Task instructions
Please return all lines of the data below containing the string "equal".

Record set: Begin

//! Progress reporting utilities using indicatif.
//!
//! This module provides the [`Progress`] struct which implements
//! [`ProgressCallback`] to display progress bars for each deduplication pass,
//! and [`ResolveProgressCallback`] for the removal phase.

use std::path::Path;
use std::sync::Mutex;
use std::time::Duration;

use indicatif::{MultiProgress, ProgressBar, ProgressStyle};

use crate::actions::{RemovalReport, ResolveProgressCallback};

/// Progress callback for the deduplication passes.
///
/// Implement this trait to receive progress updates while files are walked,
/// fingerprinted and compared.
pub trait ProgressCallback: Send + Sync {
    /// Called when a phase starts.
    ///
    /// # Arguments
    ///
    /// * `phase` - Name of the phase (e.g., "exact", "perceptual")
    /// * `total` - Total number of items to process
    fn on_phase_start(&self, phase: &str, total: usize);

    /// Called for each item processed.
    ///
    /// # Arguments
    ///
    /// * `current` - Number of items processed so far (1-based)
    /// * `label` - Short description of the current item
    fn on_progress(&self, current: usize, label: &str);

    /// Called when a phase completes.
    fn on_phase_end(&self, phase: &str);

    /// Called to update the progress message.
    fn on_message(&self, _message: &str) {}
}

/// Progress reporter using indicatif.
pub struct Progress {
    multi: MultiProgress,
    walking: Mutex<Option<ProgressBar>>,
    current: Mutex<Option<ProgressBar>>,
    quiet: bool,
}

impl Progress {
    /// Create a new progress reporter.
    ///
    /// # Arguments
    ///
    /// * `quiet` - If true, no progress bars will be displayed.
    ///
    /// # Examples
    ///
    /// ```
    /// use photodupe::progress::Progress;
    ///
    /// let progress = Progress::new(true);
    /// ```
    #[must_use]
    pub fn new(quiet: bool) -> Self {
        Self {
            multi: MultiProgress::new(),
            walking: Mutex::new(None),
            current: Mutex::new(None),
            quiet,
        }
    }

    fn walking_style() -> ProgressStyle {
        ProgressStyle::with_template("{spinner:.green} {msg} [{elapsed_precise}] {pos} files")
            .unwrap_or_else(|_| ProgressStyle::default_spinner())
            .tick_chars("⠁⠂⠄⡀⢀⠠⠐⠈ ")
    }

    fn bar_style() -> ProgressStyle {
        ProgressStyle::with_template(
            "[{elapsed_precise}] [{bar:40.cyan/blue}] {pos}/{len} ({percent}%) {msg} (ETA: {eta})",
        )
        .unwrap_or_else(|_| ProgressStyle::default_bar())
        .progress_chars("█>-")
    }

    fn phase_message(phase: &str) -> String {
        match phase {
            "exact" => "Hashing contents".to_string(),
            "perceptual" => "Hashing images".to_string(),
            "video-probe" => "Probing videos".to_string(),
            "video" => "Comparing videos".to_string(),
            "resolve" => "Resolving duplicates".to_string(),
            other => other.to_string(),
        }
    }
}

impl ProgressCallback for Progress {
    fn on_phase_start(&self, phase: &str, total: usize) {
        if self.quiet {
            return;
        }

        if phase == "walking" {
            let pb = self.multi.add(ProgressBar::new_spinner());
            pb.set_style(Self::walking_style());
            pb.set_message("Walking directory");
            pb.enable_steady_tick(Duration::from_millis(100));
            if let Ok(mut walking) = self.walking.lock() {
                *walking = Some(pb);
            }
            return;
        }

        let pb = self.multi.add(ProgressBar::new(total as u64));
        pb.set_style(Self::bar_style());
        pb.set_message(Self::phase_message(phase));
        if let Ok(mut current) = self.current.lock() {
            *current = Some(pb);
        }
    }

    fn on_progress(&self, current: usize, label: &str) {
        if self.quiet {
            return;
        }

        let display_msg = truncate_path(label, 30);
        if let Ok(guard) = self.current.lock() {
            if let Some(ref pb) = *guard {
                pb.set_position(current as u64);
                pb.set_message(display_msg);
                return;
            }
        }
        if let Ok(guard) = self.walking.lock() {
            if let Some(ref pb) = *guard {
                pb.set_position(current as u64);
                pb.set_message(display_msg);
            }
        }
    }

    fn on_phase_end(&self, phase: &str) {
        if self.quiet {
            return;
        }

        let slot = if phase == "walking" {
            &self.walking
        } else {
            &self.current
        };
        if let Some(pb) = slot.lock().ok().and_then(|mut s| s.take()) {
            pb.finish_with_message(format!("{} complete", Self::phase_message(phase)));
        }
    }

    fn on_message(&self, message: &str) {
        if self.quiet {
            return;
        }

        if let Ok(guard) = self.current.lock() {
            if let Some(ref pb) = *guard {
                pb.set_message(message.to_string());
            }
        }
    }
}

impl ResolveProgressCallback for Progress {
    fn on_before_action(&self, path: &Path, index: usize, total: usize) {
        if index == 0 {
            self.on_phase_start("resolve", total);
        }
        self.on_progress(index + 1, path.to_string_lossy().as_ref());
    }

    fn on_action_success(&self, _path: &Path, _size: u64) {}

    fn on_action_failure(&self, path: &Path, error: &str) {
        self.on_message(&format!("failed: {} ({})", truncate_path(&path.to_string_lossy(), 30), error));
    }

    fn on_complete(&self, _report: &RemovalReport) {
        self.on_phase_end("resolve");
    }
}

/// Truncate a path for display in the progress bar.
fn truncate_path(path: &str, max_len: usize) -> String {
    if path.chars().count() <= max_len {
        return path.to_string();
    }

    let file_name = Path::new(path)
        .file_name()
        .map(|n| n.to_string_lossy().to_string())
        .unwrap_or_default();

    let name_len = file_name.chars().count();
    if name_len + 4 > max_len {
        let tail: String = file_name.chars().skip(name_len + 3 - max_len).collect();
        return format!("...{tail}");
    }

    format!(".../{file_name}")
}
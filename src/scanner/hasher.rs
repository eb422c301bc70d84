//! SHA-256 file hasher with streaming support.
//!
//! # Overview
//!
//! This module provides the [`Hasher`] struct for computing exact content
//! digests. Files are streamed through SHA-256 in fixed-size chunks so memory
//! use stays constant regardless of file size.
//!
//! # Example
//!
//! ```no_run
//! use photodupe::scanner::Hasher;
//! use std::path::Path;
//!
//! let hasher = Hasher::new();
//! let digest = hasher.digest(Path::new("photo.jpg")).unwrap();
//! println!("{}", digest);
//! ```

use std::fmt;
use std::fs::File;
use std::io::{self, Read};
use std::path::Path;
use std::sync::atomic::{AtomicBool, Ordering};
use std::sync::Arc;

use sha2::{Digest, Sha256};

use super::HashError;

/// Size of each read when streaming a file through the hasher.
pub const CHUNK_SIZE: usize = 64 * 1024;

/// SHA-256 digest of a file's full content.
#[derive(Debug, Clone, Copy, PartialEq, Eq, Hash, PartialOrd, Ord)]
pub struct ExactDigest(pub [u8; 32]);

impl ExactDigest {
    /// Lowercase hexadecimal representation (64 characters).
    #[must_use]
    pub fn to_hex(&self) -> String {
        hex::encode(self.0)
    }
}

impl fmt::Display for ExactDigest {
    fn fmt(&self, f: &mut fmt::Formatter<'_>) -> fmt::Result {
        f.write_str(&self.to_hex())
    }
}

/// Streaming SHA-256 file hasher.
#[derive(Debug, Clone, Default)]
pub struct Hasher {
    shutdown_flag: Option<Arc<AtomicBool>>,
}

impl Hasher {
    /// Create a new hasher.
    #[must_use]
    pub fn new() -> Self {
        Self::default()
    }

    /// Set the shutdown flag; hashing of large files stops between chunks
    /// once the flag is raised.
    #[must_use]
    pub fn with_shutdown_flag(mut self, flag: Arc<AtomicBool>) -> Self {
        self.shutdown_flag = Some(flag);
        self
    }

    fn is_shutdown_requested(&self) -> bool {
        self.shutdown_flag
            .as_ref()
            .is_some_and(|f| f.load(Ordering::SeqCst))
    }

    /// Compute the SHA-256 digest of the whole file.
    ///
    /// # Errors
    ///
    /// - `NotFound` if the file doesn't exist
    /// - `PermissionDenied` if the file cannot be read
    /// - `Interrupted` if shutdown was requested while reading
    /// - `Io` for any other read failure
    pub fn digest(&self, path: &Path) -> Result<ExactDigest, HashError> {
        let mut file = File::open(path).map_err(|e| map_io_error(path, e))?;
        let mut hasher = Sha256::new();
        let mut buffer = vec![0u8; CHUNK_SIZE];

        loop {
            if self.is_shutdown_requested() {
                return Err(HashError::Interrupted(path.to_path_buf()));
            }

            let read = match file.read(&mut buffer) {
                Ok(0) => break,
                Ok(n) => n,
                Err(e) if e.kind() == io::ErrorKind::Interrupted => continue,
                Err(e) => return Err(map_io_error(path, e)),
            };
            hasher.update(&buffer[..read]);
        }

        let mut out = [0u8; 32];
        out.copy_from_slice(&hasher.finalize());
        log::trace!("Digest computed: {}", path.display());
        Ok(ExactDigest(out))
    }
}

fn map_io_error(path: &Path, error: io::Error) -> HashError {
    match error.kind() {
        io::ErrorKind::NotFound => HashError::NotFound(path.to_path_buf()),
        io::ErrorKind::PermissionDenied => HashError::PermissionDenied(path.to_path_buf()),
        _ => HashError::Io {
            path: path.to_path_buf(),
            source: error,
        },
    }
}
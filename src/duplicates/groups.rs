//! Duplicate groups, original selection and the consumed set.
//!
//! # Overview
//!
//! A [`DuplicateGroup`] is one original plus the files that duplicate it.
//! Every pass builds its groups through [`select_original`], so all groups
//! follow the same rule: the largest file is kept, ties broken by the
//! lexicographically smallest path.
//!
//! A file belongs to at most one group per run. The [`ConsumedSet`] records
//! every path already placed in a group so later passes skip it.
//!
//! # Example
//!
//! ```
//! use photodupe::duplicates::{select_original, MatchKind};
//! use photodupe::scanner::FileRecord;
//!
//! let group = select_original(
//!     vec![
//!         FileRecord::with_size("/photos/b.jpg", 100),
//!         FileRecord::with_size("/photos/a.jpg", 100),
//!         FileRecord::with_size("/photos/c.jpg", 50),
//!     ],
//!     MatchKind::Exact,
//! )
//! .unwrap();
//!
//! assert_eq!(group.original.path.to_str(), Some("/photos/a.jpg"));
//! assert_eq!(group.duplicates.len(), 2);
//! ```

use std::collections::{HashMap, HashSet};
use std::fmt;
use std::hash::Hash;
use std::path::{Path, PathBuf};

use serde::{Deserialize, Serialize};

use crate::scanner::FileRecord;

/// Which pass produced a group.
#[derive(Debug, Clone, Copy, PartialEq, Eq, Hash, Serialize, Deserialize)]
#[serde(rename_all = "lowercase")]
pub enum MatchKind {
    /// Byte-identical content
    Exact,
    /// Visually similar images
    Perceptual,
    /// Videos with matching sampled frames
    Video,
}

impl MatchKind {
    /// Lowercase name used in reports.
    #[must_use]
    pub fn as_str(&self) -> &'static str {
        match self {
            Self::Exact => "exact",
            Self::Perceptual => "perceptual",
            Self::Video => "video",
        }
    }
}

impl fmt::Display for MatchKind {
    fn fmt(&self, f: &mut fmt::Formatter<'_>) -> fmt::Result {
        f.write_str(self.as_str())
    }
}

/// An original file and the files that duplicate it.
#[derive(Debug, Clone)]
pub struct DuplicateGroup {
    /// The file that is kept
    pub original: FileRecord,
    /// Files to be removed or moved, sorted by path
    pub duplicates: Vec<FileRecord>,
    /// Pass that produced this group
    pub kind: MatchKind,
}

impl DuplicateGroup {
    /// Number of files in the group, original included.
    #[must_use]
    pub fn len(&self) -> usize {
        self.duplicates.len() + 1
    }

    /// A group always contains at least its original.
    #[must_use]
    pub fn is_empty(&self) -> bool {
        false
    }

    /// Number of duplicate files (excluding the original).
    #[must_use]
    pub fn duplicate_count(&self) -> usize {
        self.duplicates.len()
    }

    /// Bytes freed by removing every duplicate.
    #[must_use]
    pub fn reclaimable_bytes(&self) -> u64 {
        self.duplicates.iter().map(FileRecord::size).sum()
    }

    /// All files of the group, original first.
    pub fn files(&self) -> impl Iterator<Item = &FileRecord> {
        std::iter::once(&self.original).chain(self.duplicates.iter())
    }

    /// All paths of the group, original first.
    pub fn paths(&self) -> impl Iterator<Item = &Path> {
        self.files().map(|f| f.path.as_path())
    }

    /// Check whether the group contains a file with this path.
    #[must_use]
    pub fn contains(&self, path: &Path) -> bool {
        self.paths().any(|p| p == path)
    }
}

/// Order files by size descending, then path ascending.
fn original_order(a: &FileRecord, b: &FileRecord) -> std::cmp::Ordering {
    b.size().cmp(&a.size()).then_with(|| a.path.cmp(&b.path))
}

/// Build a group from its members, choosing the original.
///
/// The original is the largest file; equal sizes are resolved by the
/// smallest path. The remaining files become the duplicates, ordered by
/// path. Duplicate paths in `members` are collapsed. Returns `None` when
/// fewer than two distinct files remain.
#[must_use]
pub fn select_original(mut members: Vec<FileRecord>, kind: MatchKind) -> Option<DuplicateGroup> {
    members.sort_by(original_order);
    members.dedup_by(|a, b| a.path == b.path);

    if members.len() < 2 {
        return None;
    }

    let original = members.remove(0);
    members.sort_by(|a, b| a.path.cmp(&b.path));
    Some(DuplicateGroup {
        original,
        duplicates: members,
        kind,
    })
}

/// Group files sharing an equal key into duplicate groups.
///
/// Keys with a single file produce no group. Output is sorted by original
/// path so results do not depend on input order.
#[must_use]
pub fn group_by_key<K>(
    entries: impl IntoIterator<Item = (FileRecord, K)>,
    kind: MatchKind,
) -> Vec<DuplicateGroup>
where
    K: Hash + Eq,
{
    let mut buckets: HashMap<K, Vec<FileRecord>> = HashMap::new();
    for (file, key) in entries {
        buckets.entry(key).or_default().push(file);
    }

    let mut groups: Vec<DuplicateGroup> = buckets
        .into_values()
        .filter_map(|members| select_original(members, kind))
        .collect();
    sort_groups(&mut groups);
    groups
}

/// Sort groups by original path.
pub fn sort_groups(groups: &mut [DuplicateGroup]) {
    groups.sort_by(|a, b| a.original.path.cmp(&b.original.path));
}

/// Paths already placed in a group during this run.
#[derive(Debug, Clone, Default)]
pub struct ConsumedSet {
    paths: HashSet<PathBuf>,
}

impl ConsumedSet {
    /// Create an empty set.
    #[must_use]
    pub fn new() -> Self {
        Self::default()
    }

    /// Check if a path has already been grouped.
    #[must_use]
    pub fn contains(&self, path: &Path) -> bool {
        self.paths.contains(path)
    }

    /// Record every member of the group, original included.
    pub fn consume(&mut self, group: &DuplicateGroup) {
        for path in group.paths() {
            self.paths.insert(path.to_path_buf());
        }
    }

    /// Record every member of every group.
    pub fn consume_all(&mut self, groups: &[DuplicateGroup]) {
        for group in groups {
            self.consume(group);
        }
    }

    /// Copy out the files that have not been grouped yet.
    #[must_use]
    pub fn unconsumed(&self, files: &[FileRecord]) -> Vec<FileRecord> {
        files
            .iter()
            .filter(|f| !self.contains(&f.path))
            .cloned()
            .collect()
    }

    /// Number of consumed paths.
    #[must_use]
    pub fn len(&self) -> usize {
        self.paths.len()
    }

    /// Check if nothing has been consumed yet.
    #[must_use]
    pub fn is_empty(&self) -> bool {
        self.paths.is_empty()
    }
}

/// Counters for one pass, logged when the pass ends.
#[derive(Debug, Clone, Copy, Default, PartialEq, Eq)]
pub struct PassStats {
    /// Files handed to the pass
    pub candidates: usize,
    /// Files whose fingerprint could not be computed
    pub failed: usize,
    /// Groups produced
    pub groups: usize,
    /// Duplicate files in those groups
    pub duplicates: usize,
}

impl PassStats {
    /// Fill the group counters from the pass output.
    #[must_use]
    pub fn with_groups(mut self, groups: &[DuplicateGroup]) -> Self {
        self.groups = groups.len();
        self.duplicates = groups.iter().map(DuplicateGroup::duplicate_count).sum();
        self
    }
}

Record set: End

Solution
/// The original is the largest file; equal sizes are resolved by the
/// Group files sharing an equal key into duplicate groups.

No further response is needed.